Justo parece el primero que defiende su causa
Justo parece el primero que defiende su causa hasta que otro viene y lo examina (Proverbios 18:17).
Cuando Dios descendió para castigar a los habitantes de Sodoma y Gomorra por su maldad, dijo: “Veré si han hecho en todo conforme a su clamor, el cual ha llegado hasta mí; y si no, lo sabré” (Gn. 18:21). Dios no desconoce nada de lo que hacen los hombres, pero habla en nuestro lenguaje y, con esta forma de expresión, no solo pretende poner de manifiesto su propia justicia, sino también enseñar justicia a los jueces terrenales.

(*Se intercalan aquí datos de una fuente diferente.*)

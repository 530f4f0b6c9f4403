//! Configuration types for the Pardot API client.
//!
//! This module provides the configuration used to construct an
//! [`HttpClient`](crate::clients::HttpClient).
//!
//! # Overview
//!
//! - [`PardotConfig`]: The configuration struct holding all client settings
//! - [`PardotConfigBuilder`]: A builder for constructing [`PardotConfig`] instances
//! - [`AccessToken`]: A validated OAuth access token with masked debug output
//! - [`BusinessUnitId`]: A validated Pardot business unit id
//! - [`HostUrl`]: A validated Pardot API host
//! - [`ApiVersion`]: The Pardot API version to use
//!
//! # Example
//!
//! ```rust
//! use pardot_api::{AccessToken, BusinessUnitId, HostUrl, PardotConfig};
//!
//! let config = PardotConfig::builder()
//!     .access_token(AccessToken::new("access-token").unwrap())
//!     .business_unit_id(BusinessUnitId::new("0Uv000000000001AAA").unwrap())
//!     .host(HostUrl::new(HostUrl::DEMO).unwrap())
//!     .build()
//!     .unwrap();
//! ```

mod newtypes;
mod version;

pub use newtypes::{AccessToken, BusinessUnitId, HostUrl};
pub use version::ApiVersion;

use crate::error::ConfigError;

/// Configuration for the Pardot API client.
///
/// `PardotConfig` is `Clone`, `Send`, and `Sync`.
#[derive(Clone, Debug)]
pub struct PardotConfig {
    access_token: AccessToken,
    business_unit_id: BusinessUnitId,
    host: HostUrl,
    api_version: ApiVersion,
    user_agent_prefix: Option<String>,
}

impl PardotConfig {
    /// Creates a new builder for constructing a `PardotConfig`.
    #[must_use]
    pub fn builder() -> PardotConfigBuilder {
        PardotConfigBuilder::new()
    }

    /// Returns the access token.
    #[must_use]
    pub const fn access_token(&self) -> &AccessToken {
        &self.access_token
    }

    /// Returns the business unit id.
    #[must_use]
    pub const fn business_unit_id(&self) -> &BusinessUnitId {
        &self.business_unit_id
    }

    /// Returns the API host.
    #[must_use]
    pub const fn host(&self) -> &HostUrl {
        &self.host
    }

    /// Returns the API version.
    #[must_use]
    pub const fn api_version(&self) -> &ApiVersion {
        &self.api_version
    }

    /// Returns the user agent prefix, if configured.
    #[must_use]
    pub fn user_agent_prefix(&self) -> Option<&str> {
        self.user_agent_prefix.as_deref()
    }
}

// Verify PardotConfig is Send + Sync at compile time
const _: fn() = || {
    const fn assert_send_sync<T: Send + Sync>() {}
    assert_send_sync::<PardotConfig>();
};

/// Builder for constructing [`PardotConfig`] instances.
///
/// Required fields are `access_token` and `business_unit_id`.
///
/// # Defaults
///
/// - `host`: `https://pi.pardot.com`
/// - `api_version`: `v5`
/// - `user_agent_prefix`: `None`
#[derive(Debug, Default)]
pub struct PardotConfigBuilder {
    access_token: Option<AccessToken>,
    business_unit_id: Option<BusinessUnitId>,
    host: Option<HostUrl>,
    api_version: Option<ApiVersion>,
    user_agent_prefix: Option<String>,
}

impl PardotConfigBuilder {
    /// Creates a new builder with default values.
    #[must_use]
    pub fn new() -> Self {
        Self::default()
    }

    /// Sets the access token (required).
    #[must_use]
    pub fn access_token(mut self, token: AccessToken) -> Self {
        self.access_token = Some(token);
        self
    }

    /// Sets the business unit id (required).
    #[must_use]
    pub fn business_unit_id(mut self, id: BusinessUnitId) -> Self {
        self.business_unit_id = Some(id);
        self
    }

    /// Sets the API host.
    #[must_use]
    pub fn host(mut self, host: HostUrl) -> Self {
        self.host = Some(host);
        self
    }

    /// Sets the API version.
    #[must_use]
    pub fn api_version(mut self, version: ApiVersion) -> Self {
        self.api_version = Some(version);
        self
    }

    /// Sets the user agent prefix for HTTP requests.
    #[must_use]
    pub fn user_agent_prefix(mut self, prefix: impl Into<String>) -> Self {
        self.user_agent_prefix = Some(prefix.into());
        self
    }

    /// Builds the [`PardotConfig`], validating that required fields are set.
    ///
    /// # Errors
    ///
    /// Returns [`ConfigError::MissingRequiredField`] if `access_token` or
    /// `business_unit_id` are not set.
    pub fn build(self) -> Result<PardotConfig, ConfigError> {
        let access_token = self.access_token.ok_or(ConfigError::MissingRequiredField {
            field: "access_token",
        })?;
        let business_unit_id = self
            .business_unit_id
            .ok_or(ConfigError::MissingRequiredField {
                field: "business_unit_id",
            })?;

        Ok(PardotConfig {
            access_token,
            business_unit_id,
            host: self.host.unwrap_or_default(),
            api_version: self.api_version.unwrap_or_default(),
            user_agent_prefix: self.user_agent_prefix,
        })
    }
}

Por juzgar una causa sin investigarla a fondo, David hirió al hijo de su generoso amigo Jonatán; y Asuero, con una conducta similar, expuso al pueblo de su reina a la destrucción, firmó un decreto que ordenaba la muerte de su consorte y se vio obligado a comprobar que las leyes de Persia no podían hacer infalibles a sus reyes.
El orador elocuente es capaz de dejar mucho mejor impresión de su propia causa y hacer que la de su adversario parezca mucho peor de lo que es en realidad; y, por tanto, el juez justo no decidirá ni se formará siquiera una opinión en su propia mente hasta que ambas partes hayan expuesto sus argumentos.
El emperador Claudio, que no tenía más malicia que la que los demás ponían en su interior, deshonró su nombre para siempre por juzgar las causas oyendo solamente a una de las dos partes, y a veces a ninguna de ellas.
El imperio romano, a pesar de su paganismo, jamás habría autorizado a un tribunal tan descaradamente concebido por el padre de la maldad como el de la Inquisición; de hecho, Roma estableció la norma de que no se podía considerar culpable a ningún hombre hasta que tuviera la oportunidad de ver al que le acusaba cara a cara y pudiera responder por sí mismo con libertad.
En la vida privada conviene saber lo que el hombre puede decir en favor suyo y de su comportamiento antes de castigarle en su reputación. Si tenemos que juzgar a nuestro prójimo, sin duda deberíamos actuar como jueces imparciales y no creer cosas malas de los hombres por los comentarios de los chismosos o de los que están claramente bajo el dominio de los prejuicios contra las personas a quienes acusan.
En las discusiones religiosas, a la hora de evaluar el caracter de una secta, o de hacer una interpretación ecuánime de sus doctrinas, es una gran injusticia depender de un individuo cegado por la parcialidad, totalmente incapaz, por muy sincero que sea, de hacerles justicia. El espíritu de parcialidad (cf.1 Ti. 5:21) tiene tanta influencia como las dádivas para cegar los ojos del sabio y pervertir las palabras de los justos.
Sin embargo, podemos tener la gran satisfacción de juzgar por nosotros mismos en las contiendas religiosas más importantes, siempre que tengamos ocasión de hacerlo, sin oír a ninguna de las partes. Basándose en la Biblia, el hombre puede saber con facilidad si Cristo es el Dios supremo, sin ayuda de Clark ni de Waterland. Los habitantes de Berea fueron capaces de juzgar con solicitud si la doctrina de Pablo era verdadera o no, escudriñando las Escrituras sin tomarse la molestia de oír lo que los maestros judíos pudieran decir contra ella (cf. Hch. 17:11).
Los pleitos entre particulares deben decidirse, pues, con un juicio imparcial fundamentado en pruebas verdaderas.